Given records:
####

/*
 * Copyright Bret Ambrose. All Rights Reserved.
 * SPDX-License-Identifier: Apache-2.0.
 */

use crate::decode::utils::*;
use crate::encode::utils::*;
use crate::error::{MqttError, MqttResult};
use crate::logging::*;
use crate::mqtt::*;
use crate::mqtt::properties::*;
use crate::mqtt::utils::*;

use log::*;
use std::fmt;

pub(crate) fn encode_unsuback_packet5(packet: &UnsubackPacket, dest: &mut Vec<u8>) -> MqttResult<()> {
    let mut body = Vec::with_capacity(packet.reason_codes.len() + 3);
    encode_u16(packet.packet_id, &mut body);
    encode_properties(&packet.properties, PropertyContext::Ack, &mut body)?;
    body.extend_from_slice(&packet.reason_codes);

    encode_fixed_header_and_body(UNSUBACK_FIRST_BYTE, &body, dest)
}

/// Mqtt311 unsubacks carry no per-topic result.
pub(crate) fn encode_unsuback_packet311(packet: &UnsubackPacket, dest: &mut Vec<u8>) -> MqttResult<()> {
    let mut body = Vec::with_capacity(2);
    encode_u16(packet.packet_id, &mut body);

    encode_fixed_header_and_body(UNSUBACK_FIRST_BYTE, &body, dest)
}

pub(crate) fn decode_unsuback_packet5(first_byte: u8, packet_body: &[u8]) -> MqttResult<MqttPacket> {
    if first_byte != UNSUBACK_FIRST_BYTE {
        error!("UnsubackPacket Decode - invalid first byte");
        return Err(MqttError::new_malformed_packet("invalid unsuback first byte"));
    }

    let mut packet = UnsubackPacket { ..Default::default() };
    let mut mutable_body = decode_u16(packet_body, &mut packet.packet_id)?;
    mutable_body = decode_properties(mutable_body, PropertyContext::Ack, &mut packet.properties)?;

    if mutable_body.is_empty() {
        error!("UnsubackPacket Decode - no reason codes");
        return Err(MqttError::new_malformed_packet("unsuback packet contains no reason codes"));
    }

    packet.reason_codes = mutable_body.to_vec();

    Ok(MqttPacket::Unsuback(packet))
}

pub(crate) fn decode_unsuback_packet311(first_byte: u8, packet_body: &[u8]) -> MqttResult<MqttPacket> {
    if first_byte != UNSUBACK_FIRST_BYTE {
        error!("UnsubackPacket Decode - invalid first byte");
        return Err(MqttError::new_malformed_packet("invalid unsuback first byte"));
    }

    let mut packet = UnsubackPacket { ..Default::default() };
    let mutable_body = decode_u16(packet_body, &mut packet.packet_id)?;
    if !mutable_body.is_empty() {
        error!("UnsubackPacket Decode - body length does not match remaining length");
        return Err(MqttError::new_malformed_packet("unsuback body has trailing bytes"));
    }

    Ok(MqttPacket::Unsuback(packet))
}

impl fmt::Display for UnsubackPacket {
    fn fmt(&self, f: &mut fmt::Formatter<'_>) -> fmt::Result {
        write!(f, "UnsubackPacket {{")?;
        log_primitive_value!(self.packet_id, f, "packet_id");
        log_properties!(self.properties, f, "properties");
        if !self.reason_codes.is_empty() {
            write!(f, " reason_codes: [")?;
            for (i, reason_code) in self.reason_codes.iter().enumerate() {
                write!(f, " {}:{}", i, reason_code)?;
            }
            write!(f, " ]")?;
        }
        write!(f, " }}")
    }
}
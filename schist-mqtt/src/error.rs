/*
 * Copyright Bret Ambrose. All Rights Reserved.
 * SPDX-License-Identifier: Apache-2.0.
 */

/*!
A module containing the core crate error enumeration, context structures, and the mapping from
numeric client/broker codes to error kinds.
 */

use std::error::Error;
use std::fmt;

/// Additional details about a ProtocolRefused error variant
#[derive(Debug)]
pub struct ProtocolRefusedContext {
    reason_code: u8,
    source: Box<dyn Error + Send + Sync + 'static>
}

impl ProtocolRefusedContext {

    /// Returns the refusal code the broker sent in its Connack packet
    pub fn reason_code(&self) -> u8 {
        self.reason_code
    }
}

/// Additional details about a ConnectionClosed error variant
#[derive(Debug)]
pub struct ConnectionClosedContext {
    source: Box<dyn Error + Send + Sync + 'static>
}

/// Additional details about a ConnectionTimeout error variant
#[derive(Debug)]
pub struct ConnectionTimeoutContext {
    source: Box<dyn Error + Send + Sync + 'static>
}

/// Additional details about a ConnectionFailed error variant
#[derive(Debug)]
pub struct ConnectionFailedContext {
    source: Box<dyn Error + Send + Sync + 'static>
}

/// Additional details about a SendBufferFull error variant
#[derive(Debug)]
pub struct SendBufferFullContext {
    source: Box<dyn Error + Send + Sync + 'static>
}

/// Additional details about a NotConnected error variant
#[derive(Debug)]
pub struct NotConnectedContext {
    source: Box<dyn Error + Send + Sync + 'static>
}

/// Additional details about an InvalidTopic error variant
#[derive(Debug)]
pub struct InvalidTopicContext {
    source: Box<dyn Error + Send + Sync + 'static>
}
/*
 * Copyright Bret Ambrose. All Rights Reserved.
 * SPDX-License-Identifier: Apache-2.0.
 */

/*!
Module containing the public MQTT client and the collaborator traits it is driven through.

The client performs no I/O of its own.  An embedding event loop supplies a [`Transport`] and a
[`TimerService`], forwards transport callbacks into [`Client::handle_network_event`], and forwards
timer firings into [`Client::handle_timer_event`].  Every API method returns immediately; results
are delivered through completion callbacks and the client's event hooks.
 */

use crate::config::*;
use crate::decode::{Decoder, DecodingContext};
use crate::encode::encode_packet;
use crate::error::{MqttError, MqttResult, ERROR_CODE_CONNECTION_CLOSED, ERROR_CODE_CONNECTION_FAILED};
use crate::mqtt::*;
use crate::mqtt::utils::mqtt_packet_to_packet_type;
use crate::protocol::*;
use crate::validate::*;

use log::*;
use std::collections::VecDeque;
use std::fmt::{Debug, Formatter};
use std::time::{Duration, Instant};

pub use crate::protocol::{PublishCallback, SessionState, SubscribeCallback, UnsubscribeCallback};

/// Byte-stream connection to a broker, owned by the client.
///
/// Implementations report connection lifecycle changes back to the client as [`NetworkEvent`]s.
pub trait Transport {

    /// Begins opening the connection.  Success is reported as [`NetworkEvent::ConnectionOpened`].
    fn connect(&mut self);

    /// Begins opening a fresh connection once `after` has elapsed
    fn reconnect(&mut self, after: Duration);

    /// Queues bytes for writing.  A full outbound buffer is reported as [`NetworkEvent::BufferFull`].
    fn send(&mut self, bytes: Vec<u8>);

    /// Tears down the connection.  The transport must report [`NetworkEvent::ConnectionClosed`]
    /// once teardown has finished.
    fn destroy(&mut self);
}

/// Opaque identifier of a scheduled timer
#[derive(Copy, Clone, Debug, PartialEq, Eq, Hash)]
pub struct TimerHandle(pub u64);

/// Scheduling primitive, owned by the client.  Firings are delivered through
/// [`Client::handle_timer_event`].
pub trait TimerService {

    /// Schedules a timer that fires after `delay`, and then every `delay` if `repeating` is set
    fn add(&mut self, delay: Duration, repeating: bool) -> TimerHandle;

    /// Cancels a timer.  Cancelling an unknown or already-fired timer must be harmless.
    fn cancel(&mut self, handle: TimerHandle);
}

/// Transport callbacks, as delivered to [`Client::handle_network_event`]
#[derive(Debug)]
pub enum NetworkEvent<'a> {

    /// The connection to the broker has been established
    ConnectionOpened,

    /// Bytes were read from the connection
    IncomingData(&'a [u8]),

    /// The connection closed, for any reason
    ConnectionClosed,

    /// The transport failed.  Code 1 means the connection attempt itself failed.
    ConnectionError(i32),

    /// The transport's outbound buffer is full
    BufferFull,
}

/// Hook invoked on connection lifecycle changes
pub type ConnectionHook = Box<dyn FnMut(&mut Client)>;

/// Hook invoked for every publish received from the broker, with its topic, payload and properties
pub type MessageHook = Box<dyn FnMut(&mut Client, &str, &[u8], &Properties)>;

/// Hook that receives errors not owned by any operation callback
pub type ErrorHook = Box<dyn FnMut(&mut Client, MqttError)>;

/// Additional options applicable to an MQTT Publish operation
#[derive(Debug, Default, Clone)]
pub struct PublishOptions {
    pub(crate) qos: u8,
    pub(crate) retain: bool,
    pub(crate) duplicate: bool,
}

/// Builder type for [`PublishOptions`]
#[derive(Default)]
pub struct PublishOptionsBuilder {
    options: PublishOptions
}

####

Your instructions: Within the records above, each line containing "operation" is to be returned.

Task solution:
/// Hook that receives errors not owned by any operation callback
/// Additional options applicable to an MQTT Publish operation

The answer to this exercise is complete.